Quality assurance requires a combination of proactive measures and efficient reactive protocols. With the proper balance, you can provide users excellent service and functionality on a server that’s available year-round. The only way to strike that equilibrium is to identify the most relevant server monitoring metrics.
But what could those be? That depends on your desired attributes, including those outlined in the Quality Maturity Model, and monitoring objectives. Still, there are a few health and performance metrics that QA engineers should always keep an eye on, no matter what.
By selecting the ideal server monitoring metrics from the outset, you can develop a performance baseline to use as a reference when health and performance issues inevitably arise.
In this brief guide, we'll look into why you should track these key metrics. Plus, you’ll get additional insights on their relevance and how to track them.
1. CPU Usage
One of the primary motivations for server monitoring is to keep an eye on infrastructure health and basic server performance. A critical part of that is the proactive diagnosis and mitigation of potential performance issues. The measurement of CPU and disk usage is central to these efforts. Hence, CPU usage is one of the most fundamental, commonly monitored performance metrics.

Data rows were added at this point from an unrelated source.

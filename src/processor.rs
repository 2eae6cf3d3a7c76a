//! Plan execution against the filesystem.
//! The processor is the only component that writes to disk: it checks the
//! target directory, creates parents as needed, renders each plan entry, and
//! stops on the first failure rather than continuing with an inconsistent
//! tree. There is no rollback of files already written before a failure.

use crate::error::{Error, Result};
use crate::planner::{ContentSource, GenerationPlan};
use crate::renderer::TemplateRenderer;
use log::debug;
use std::fs;
use std::path::{Path, PathBuf};

/// Ensures the target directory exists and is safe to populate.
///
/// A missing directory is created. An existing directory is accepted only
/// when it is empty; a `.git` entry is tolerated so that `new .` works in a
/// freshly initialized repository.
///
/// # Errors
/// * `Error::TargetConflict` if the directory contains anything else
pub fn ensure_target_dir(target: &Path) -> Result<()> {
    if !target.exists() {
        return fs::create_dir_all(target)
            .map_err(|e| Error::WriteError { path: target.to_path_buf(), source: e });
    }

    for entry in fs::read_dir(target)? {
        let entry = entry?;
        if entry.file_name() != ".git" {
            return Err(Error::TargetConflict { path: target.to_path_buf() });
        }
    }

    Ok(())
}

fn write_file(path: &Path, content: &str) -> Result<()> {
    if let Some(parent) = path.parent() {
        fs::create_dir_all(parent)
            .map_err(|e| Error::WriteError { path: parent.to_path_buf(), source: e })?;
    }
    fs::write(path, content)
        .map_err(|e| Error::WriteError { path: path.to_path_buf(), source: e })
}

/// Executes a generation plan under `target`.
///
/// The target directory is checked for conflicts before anything is written.
/// Entries are then processed in plan order: parents created, content
/// rendered through `engine` (or taken verbatim for literal entries), file
/// written. The first render or write failure aborts the run and names the
/// offending template or path.
///
/// # Returns
/// * `Result<Vec<PathBuf>>` - Relative paths of all created files, in order
pub fn materialize(
    plan: &GenerationPlan,
    target: &Path,
    engine: &dyn TemplateRenderer,
) -> Result<Vec<PathBuf>> {
    ensure_target_dir(target)?;

    let mut created = Vec::with_capacity(plan.entries.len());

    for entry in &plan.entries {
        let content = match &entry.source {
            ContentSource::Template { id, context } => engine.render(id, context)?,
            ContentSource::Literal(payload) => payload.clone(),
        };

        let dest = target.join(&entry.path);
        debug!("writing file: {}", dest.display());
        write_file(&dest, &content)?;

        created.push(entry.path.clone());
    }

    Ok(created)
}
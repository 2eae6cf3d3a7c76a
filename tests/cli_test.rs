use clap::Parser;
use devstart::cli::{Cli, Command};
use std::ffi::OsString;

fn make_args(args: &[&str]) -> Vec<OsString> {
    let mut res = vec![OsString::from("devstart")];
    res.extend(args.iter().map(OsString::from));
    res
}

fn parse_new(args: &[&str]) -> devstart::config::ConfigOverrides {
    let cli = Cli::try_parse_from(make_args(args)).unwrap();
    match cli.command {
        Command::New(new_args) => new_args.into_overrides(),
    }
}

#[test]
fn test_basic_args() {
    let overrides = parse_new(&["new", "myproject"]);

    assert_eq!(overrides.name.as_deref(), Some("myproject"));
    assert_eq!(overrides.description, None);
    assert_eq!(overrides.author, None);
    assert_eq!(overrides.python, None);
    assert_eq!(overrides.ci, None);
    assert!(!overrides.non_interactive);
}

#[test]
fn test_name_is_optional() {
    let overrides = parse_new(&["new"]);
    assert_eq!(overrides.name, None);
}

#[test]
fn test_text_options() {
    let overrides = parse_new(&[
        "new",
        "myproject",
        "-d",
        "a demo project",
        "-a",
        "Jane Doe",
        "--python",
        "3.12",
    ]);

    assert_eq!(overrides.description.as_deref(), Some("a demo project"));
    assert_eq!(overrides.author.as_deref(), Some("Jane Doe"));
    assert_eq!(overrides.python.as_deref(), Some("3.12"));
}

#[test]
fn test_toggle_pairs() {
    let overrides = parse_new(&["new", "myproject", "--no-ci", "--docker", "--no-diagrams"]);

    assert_eq!(overrides.ci, Some(false));
    assert_eq!(overrides.docker, Some(true));
    assert_eq!(overrides.diagrams, Some(false));
    assert_eq!(overrides.devcontainer, None);
    assert_eq!(overrides.precommit, None);
}

#[test]
fn test_toggle_last_occurrence_wins() {
    let overrides = parse_new(&["new", "myproject", "--ci", "--no-ci"]);
    assert_eq!(overrides.ci, Some(false));

    let overrides = parse_new(&["new", "myproject", "--no-ci", "--ci"]);
    assert_eq!(overrides.ci, Some(true));
}

#[test]
fn test_non_interactive_short_flag() {
    let overrides = parse_new(&["new", "myproject", "-y"]);
    assert!(overrides.non_interactive);
}

#[test]
fn test_verbose_flag() {
    let cli = Cli::try_parse_from(make_args(&["new", "myproject", "--verbose"])).unwrap();
    assert!(cli.verbose);
}

#[test]
fn test_unknown_subcommand() {
    assert!(Cli::try_parse_from(make_args(&["build", "myproject"])).is_err());
}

This metric is considered “host-based,” as it keeps a record of an individual machine’s ability to perform and remain stable. That said, monitoring CPU usage will entail a combination of passive and active monitoring. The latter is especially useful for controlled load testing, while the former collects measurements on the target during real traffic.
How To Measure CPU Utilization
Before you get started, you’ll need to:
- Select the particular drives you want to monitor.

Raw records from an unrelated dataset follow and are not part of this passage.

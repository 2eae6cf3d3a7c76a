use devstart::error::{Error, Result};
use devstart::planner::{ContentSource, GenerationPlan, PlanEntry};
use devstart::processor::{ensure_target_dir, materialize};
use devstart::renderer::TemplateRenderer;
use std::fs;
use std::path::PathBuf;
use tempfile::TempDir;

/// Renderer that echoes the template id, optionally failing on one id.
struct EchoRenderer {
    fail_on: Option<&'static str>,
}

impl EchoRenderer {
    fn new() -> Self {
        Self { fail_on: None }
    }

    fn failing_on(template_id: &'static str) -> Self {
        Self { fail_on: Some(template_id) }
    }
}

impl TemplateRenderer for EchoRenderer {
    fn render(&self, template_id: &str, _context: &serde_json::Value) -> Result<String> {
        if self.fail_on == Some(template_id) {
            return Err(Error::UnknownTemplate { template: template_id.to_string() });
        }
        Ok(format!("rendered:{}", template_id))
    }
}

fn template_entry(path: &str, id: &str) -> PlanEntry {
    PlanEntry {
        path: PathBuf::from(path),
        source: ContentSource::Template {
            id: id.to_string(),
            context: serde_json::json!({}),
        },
    }
}

fn sample_plan() -> GenerationPlan {
    GenerationPlan {
        entries: vec![
            template_entry("pyproject.toml", "manifest"),
            PlanEntry {
                path: PathBuf::from("tests/__init__.py"),
                source: ContentSource::Literal(String::new()),
            },
            template_entry("docs/guide.md", "guide"),
        ],
    }
}

#[test]
fn test_ensure_target_dir_creates_missing() {
    let temp_dir = TempDir::new().unwrap();
    let target = temp_dir.path().join("fresh");

    assert!(ensure_target_dir(&target).is_ok());
    assert!(target.is_dir());
}

#[test]
fn test_ensure_target_dir_accepts_existing_empty() {
    let temp_dir = TempDir::new().unwrap();
    assert!(ensure_target_dir(temp_dir.path()).is_ok());
}

#[test]
fn test_ensure_target_dir_tolerates_git_dir() {
    let temp_dir = TempDir::new().unwrap();
    fs::create_dir(temp_dir.path().join(".git")).unwrap();

    assert!(ensure_target_dir(temp_dir.path()).is_ok());
}

#[test]
fn test_ensure_target_dir_rejects_non_empty() {
    let temp_dir = TempDir::new().unwrap();
    fs::write(temp_dir.path().join("keep.txt"), "existing").unwrap();

    let err = ensure_target_dir(temp_dir.path()).unwrap_err();
    assert!(matches!(err, Error::TargetConflict { .. }));
}

#[test]
fn test_materialize_writes_plan_in_order() {
    let temp_dir = TempDir::new().unwrap();
    let target = temp_dir.path().join("out");

    let created = materialize(&sample_plan(), &target, &EchoRenderer::new()).unwrap();

    assert_eq!(
        created,
        vec![
            PathBuf::from("pyproject.toml"),
            PathBuf::from("tests/__init__.py"),
            PathBuf::from("docs/guide.md"),
        ]
    );
    assert_eq!(
        fs::read_to_string(target.join("pyproject.toml")).unwrap(),
        "rendered:manifest"
    );
    assert_eq!(fs::read_to_string(target.join("tests/__init__.py")).unwrap(), "");
    assert!(target.join("docs/guide.md").is_file());
}

#[test]
fn test_materialize_stops_on_first_render_failure() {
    let temp_dir = TempDir::new().unwrap();
    let target = temp_dir.path().join("out");

    let err = materialize(&sample_plan(), &target, &EchoRenderer::failing_on("guide"))
        .unwrap_err();

    assert!(matches!(err, Error::UnknownTemplate { template } if template == "guide"));
    // entries before the failure were written, the failing one was not
    assert!(target.join("pyproject.toml").is_file());
    assert!(!target.join("docs").exists());
}

#[test]
fn test_materialize_conflict_leaves_target_untouched() {
    let temp_dir = TempDir::new().unwrap();
    fs::write(temp_dir.path().join("keep.txt"), "existing").unwrap();

    let err = materialize(&sample_plan(), temp_dir.path(), &EchoRenderer::new())
        .unwrap_err();
    assert!(matches!(err, Error::TargetConflict { .. }));

    let entries: Vec<_> = fs::read_dir(temp_dir.path())
        .unwrap()
        .map(|e| e.unwrap().file_name())
        .collect();
    assert_eq!(entries, vec![std::ffi::OsString::from("keep.txt")]);
}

- Determine where those drives are located.
- Make sure your data collector has access to your computer’s processes.
Once you’ve got that all setup, you’ll need to determine the sample rate at which you want to track these metrics. For example, you could measure CPU usage every 30 seconds or one minute.
There are a few different ways to track CPU usage, such as using your task manager or a command like wmic CPU get load percentage for Windows systems. However, when you’re trying to get a bird’s eye view of your server, it’s best to display this data on a dashboard.

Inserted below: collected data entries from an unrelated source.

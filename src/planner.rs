//! Generation planning.
//! Turns a resolved [`ProjectConfig`] into a [`GenerationPlan`]: the ordered
//! list of every file the project tree will contain, each paired with its
//! template and rendering context. The plan is a plain value computed before
//! any filesystem access, so it can be inspected and tested in isolation.

use crate::config::ProjectConfig;
use crate::error::{Error, Result};
use log::debug;
use serde::Serialize;
use std::path::{Component, Path, PathBuf};

/// Where a planned file's content comes from.
#[derive(Debug, Clone, PartialEq)]
pub enum ContentSource {
    /// Render the embedded template with the given context
    Template { id: String, context: serde_json::Value },
    /// Write the payload verbatim
    Literal(String),
}

/// One planned file write: a path relative to the project root plus its
/// content source.
#[derive(Debug, Clone, PartialEq)]
pub struct PlanEntry {
    pub path: PathBuf,
    pub source: ContentSource,
}

/// The complete, ordered file-write plan for one invocation.
#[derive(Debug, Clone, PartialEq)]
pub struct GenerationPlan {
    pub entries: Vec<PlanEntry>,
}

impl GenerationPlan {
    /// All planned paths, in plan order.
    pub fn paths(&self) -> Vec<&Path> {
        self.entries.iter().map(|e| e.path.as_path()).collect()
    }
}

/// Context shared by every base template.
#[derive(Serialize)]
struct BaseContext<'a> {
    project_name: &'a str,
    description: &'a str,
    author: &'a str,
    python_version: &'a str,
}

/// Context for the CI workflow, which branches on the pre-commit toggle.
#[derive(Serialize)]
struct CiContext<'a> {
    #[serde(flatten)]
    base: BaseContext<'a>,
    precommit: bool,
}

fn base_context(config: &ProjectConfig) -> serde_json::Value {
    to_context(&BaseContext {
        project_name: &config.name,
        description: &config.description,
        author: &config.author,
        python_version: &config.python_version,
    })
}

fn ci_context(config: &ProjectConfig) -> serde_json::Value {
    to_context(&CiContext {
        base: BaseContext {
            project_name: &config.name,
            description: &config.description,
            author: &config.author,
            python_version: &config.python_version,
        },
        precommit: config.include_precommit,
    })
}

fn to_context<T: Serialize>(value: &T) -> serde_json::Value {
    serde_json::to_value(value).unwrap_or(serde_json::Value::Null)
}

/// One optional feature: a toggle plus the files it contributes.
struct Feature {
    enabled: fn(&ProjectConfig) -> bool,
    /// (relative path, template id) pairs appended when the toggle is on
    files: &'static [(&'static str, &'static str)],
    context: fn(&ProjectConfig) -> serde_json::Value,
}

/// Toggle-to-subtree table. Adding an optional feature is a new row here,
/// not a new code path.
const FEATURES: &[Feature] = &[
    Feature {
        enabled: |c| c.include_ci,
        files: &[(".github/workflows/ci.yml", "ci/ci.yml.j2")],
        context: ci_context,
    },
    Feature {
        enabled: |c| c.include_devcontainer,
        files: &[(".devcontainer/devcontainer.json", "devcontainer/devcontainer.json.j2")],
        context: base_context,
    },
    Feature {
        enabled: |c| c.include_precommit,
        files: &[(".pre-commit-config.yaml", "precommit/pre-commit-config.yaml.j2")],
        context: base_context,
    },
    Feature {
        enabled: |c| c.include_docker,
        files: &[
            ("docker/Dockerfile", "docker/Dockerfile.j2"),
            ("docker/docker-compose.yml", "docker/docker-compose.yml.j2"),
            (".dockerignore", "docker/dockerignore.j2"),
        ],
        context: base_context,
    },
    Feature {
        enabled: |c| c.include_diagrams,
        files: &[("docs/diagrams/class_diagram.puml", "diagrams/class_diagram.puml.j2")],
        context: base_context,
    },
];

/// (relative path, template id) pairs generated for every project.
/// The source package path depends on the project name and is added
/// separately in [`build_plan`].
const BASE_FILES: &[(&str, &str)] = &[
    ("tests/conftest.py", "base/conftest.py.j2"),
    ("tests/test_main.py", "base/test_main.py.j2"),
    ("pyproject.toml", "base/pyproject.toml.j2"),
    ("README.md", "base/README.md.j2"),
    (".gitignore", "base/gitignore.j2"),
    ("Makefile", "base/Makefile.j2"),
    (".env", "base/env.j2"),
    (".vscode/launch.json", "base/vscode_launch.json.j2"),
    (".vscode/settings.json", "base/vscode_settings.json.j2"),
];

fn template_entry(path: PathBuf, id: &str, context: &serde_json::Value) -> PlanEntry {
    PlanEntry {
        path,
        source: ContentSource::Template { id: id.to_string(), context: context.clone() },
    }
}

/// Builds the generation plan for a resolved configuration.
///
/// The plan starts from the fixed base set (source package, tests, manifest,
/// editor and shell tooling) and appends the subtree of every enabled
/// feature from the toggle table. Toggles are independent: the resulting
/// path set depends only on which toggles are true.
///
/// # Errors
/// * `Error::UnsafePlanPath` if any entry is absolute or contains `..`
///   (an internal invariant; planned paths must stay inside the project root)
pub fn build_plan(config: &ProjectConfig) -> Result<GenerationPlan> {
    let ctx = base_context(config);
    let package = Path::new("src").join(&config.name);

    let mut entries = vec![
        template_entry(package.join("__init__.py"), "base/init.py.j2", &ctx),
        template_entry(package.join("__main__.py"), "base/__main__.py.j2", &ctx),
        template_entry(package.join("main.py"), "base/main.py.j2", &ctx),
        PlanEntry {
            path: PathBuf::from("tests/__init__.py"),
            source: ContentSource::Literal(String::new()),
        },
    ];

    for (path, id) in BASE_FILES {
        entries.push(template_entry(PathBuf::from(path), id, &ctx));
    }

    for feature in FEATURES {
        if !(feature.enabled)(config) {
            continue;
        }
        let feature_ctx = (feature.context)(config);
        for (path, id) in feature.files {
            entries.push(template_entry(PathBuf::from(path), id, &feature_ctx));
        }
    }

    for entry in &entries {
        if !is_within_root(&entry.path) {
            return Err(Error::UnsafePlanPath { path: entry.path.clone() });
        }
    }

    debug!("planned {} files for project '{}'", entries.len(), config.name);

    Ok(GenerationPlan { entries })
}

fn is_within_root(path: &Path) -> bool {
    !path.as_os_str().is_empty()
        && path.is_relative()
        && path.components().all(|c| matches!(c, Component::Normal(_)))
}
//!
//! knox-std-strings - String Helper Functions
//!
//! Provides string helpers for knox programs:
//!
//! - `concat(a: string, b: string) -> string` - New string holding `a` then `b`
//! - `copy(s: string) -> string` - New, independent copy of `s`
//!
//! The Rust functions work on byte slices and return an owned `KnoxString`.
//! The `knox_*` exports take and return NUL-terminated C strings; a null
//! return means the allocation failed. Strings returned by the exports must
//! be released with `knox_string_free`, never with C `free`.
//!

use std::ffi::{CStr, CString, c_char};

use knox_std_core::{KnoxString, Result};

/// Join `a` and `b` end to end into a newly allocated string.
pub fn concat(a: &[u8], b: &[u8]) -> Result<KnoxString> {
    let len = a.len() + b.len();
    let mut result = KnoxString::with_capacity(len)?;
    result.push_bytes(a)?;
    result.push_bytes(b)?;
    tracing::trace!(len, "concat");
    Ok(result)
}

/// Duplicate `s` into a newly allocated string.
pub fn copy(s: &[u8]) -> Result<KnoxString> {
    let mut result = KnoxString::with_capacity(s.len())?;
    result.push_bytes(s)?;
    Ok(result)
}

unsafe fn bytes_from_c<'a>(s: *const c_char) -> &'a [u8] {
    if s.is_null() {
        return &[];
    }
    unsafe { CStr::from_ptr(s).to_bytes() }
}

fn into_raw(result: Result<KnoxString>) -> *mut c_char {
    match result.and_then(KnoxString::into_c_string) {
        Ok(c) => c.into_raw(),
        Err(err) => {
            tracing::warn!(%err, "returning null string");
            std::ptr::null_mut()
        }
    }
}

/// Concatenate two C strings. A null argument is treated as empty.
#[unsafe(no_mangle)]
pub unsafe extern "C" fn knox_concat(s1: *const c_char, s2: *const c_char) -> *mut c_char {
    unsafe { into_raw(concat(bytes_from_c(s1), bytes_from_c(s2))) }
}

/// Copy a C string. A null argument yields an empty string.
#[unsafe(no_mangle)]
pub unsafe extern "C" fn knox_copy(s: *const c_char) -> *mut c_char {
    unsafe { into_raw(copy(bytes_from_c(s))) }
}

/// Release a string returned by `knox_concat` or `knox_copy`.
#[unsafe(no_mangle)]
pub unsafe extern "C" fn knox_string_free(s: *mut c_char) {
    if !s.is_null() {
        unsafe { drop(CString::from_raw(s)) };
    }
}

#[cfg(test)]
mod tests {
    use super::*;

    #[test]
    fn test_concat() {
        let s = concat(b"foo", b"bar").unwrap();
        assert_eq!(s.len(), 6);
        assert_eq!(s, "foobar");
    }

    #[test]
    fn test_concat_empty_inputs() {
        assert!(concat(b"", b"").unwrap().is_empty());
        assert_eq!(concat(b"foo", b"").unwrap(), "foo");
        assert_eq!(concat(b"", b"bar").unwrap(), "bar");
    }

    #[test]
    fn test_concat_length_and_order() {
        let cases: &[(&[u8], &[u8])] = &[
            (b"a", b"b"),
            (b"hello, ", b"world"),
            (&[0xff, 0x00, 0x01], &[0x02]),
            (b"", b"\xe2\x82\xac"),
        ];
        for (a, b) in cases {
            let s = concat(a, b).unwrap();
            assert_eq!(s.len(), a.len() + b.len());
            assert_eq!(&s.as_bytes()[..a.len()], *a);
            assert_eq!(&s.as_bytes()[a.len()..], *b);
        }
    }

    #[test]
    fn test_copy_is_independent() {
        let original = b"knox".to_vec();
        let mut dup = copy(&original).unwrap();
        assert_eq!(dup.as_bytes(), original.as_slice());

        dup.as_mut_bytes()[0] = b'K';
        assert_eq!(dup, "Knox");
        assert_eq!(original, b"knox");
        assert_ne!(dup.as_bytes().as_ptr(), original.as_ptr());
    }

    #[test]
    fn test_copy_empty() {
        assert!(copy(b"").unwrap().is_empty());
    }

    #[test]
    fn test_c_concat_and_copy() {
        let a = CString::new("foo").unwrap();
        let b = CString::new("bar").unwrap();
        unsafe {
            let joined = knox_concat(a.as_ptr(), b.as_ptr());
            assert!(!joined.is_null());
            assert_eq!(CStr::from_ptr(joined).to_bytes_with_nul(), b"foobar\0");

            let dup = knox_copy(joined);
            assert!(!dup.is_null());
            assert_ne!(dup, joined);
            assert_eq!(CStr::from_ptr(dup).to_bytes(), b"foobar");

            knox_string_free(joined);
            knox_string_free(dup);
        }
    }

    #[test]
    fn test_c_null_arguments() {
        let a = CString::new("foo").unwrap();
        unsafe {
            let s = knox_concat(a.as_ptr(), std::ptr::null());
            assert_eq!(CStr::from_ptr(s).to_bytes(), b"foo");
            knox_string_free(s);

            let s = knox_copy(std::ptr::null());
            assert_eq!(CStr::from_ptr(s).to_bytes(), b"");
            knox_string_free(s);

            knox_string_free(std::ptr::null_mut());
        }
    }
}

Remember: CPU performance is influenced by hardware conditions, such as CPU temperature and fan speed. You may want to monitor these factors alongside the utilization (represented as a percentage) in these two states, ignoring idle.
|Busy||During this time, the CPU is executing a task.|
|I/O||This state isn’t busy, but it’s not idle either. Instead, the CPU could be waiting|
on an I/O operation to execute a task, typically by waiting to output data or receive data.
Two key things you’ll want to monitor closely include Privileged Time and User Time, as the sum of these two will give you Processor Time, each defined as follows:
- Privileged Time: Percent of time processors use to execute non-user processes (i.e., kernel processes)
- User Time: Percent of time that processors use to execute user processes (e.g., command shell, email server, compiler)
- Processor Time: Total amount of time the CPU was busy
Keep in mind that exceeding 100% doesn’t always mean that a system is overloaded. For example, if you have a multiprocessor system, this just means that the sum of the two or more CPUs is greater than 100% (e.g., 50% and 60%). Watch their individual performances to maintain system health.
Along with CPU and disk utilization, waits are also considered essential in infrastructure health and performance monitoring.
Waits help inform you of how efficiently tasks are executed and alert you of any possible bottlenecks. But merely knowing the waits won’t do you any good. You’ll need to do additional research to identify the exact performance problem.
High waits are okay in bursts because you might have some intensive tasks running, but anything more than that is usually a cause for concern.
2. Server uptime
Your server is useless if it’s unavailable to your users. Thus, monitoring server uptime is non-negotiable. Anytime your server availability falls below 99.999% (the standard known as the “five nines”), you’ve got a serious problem on your hands.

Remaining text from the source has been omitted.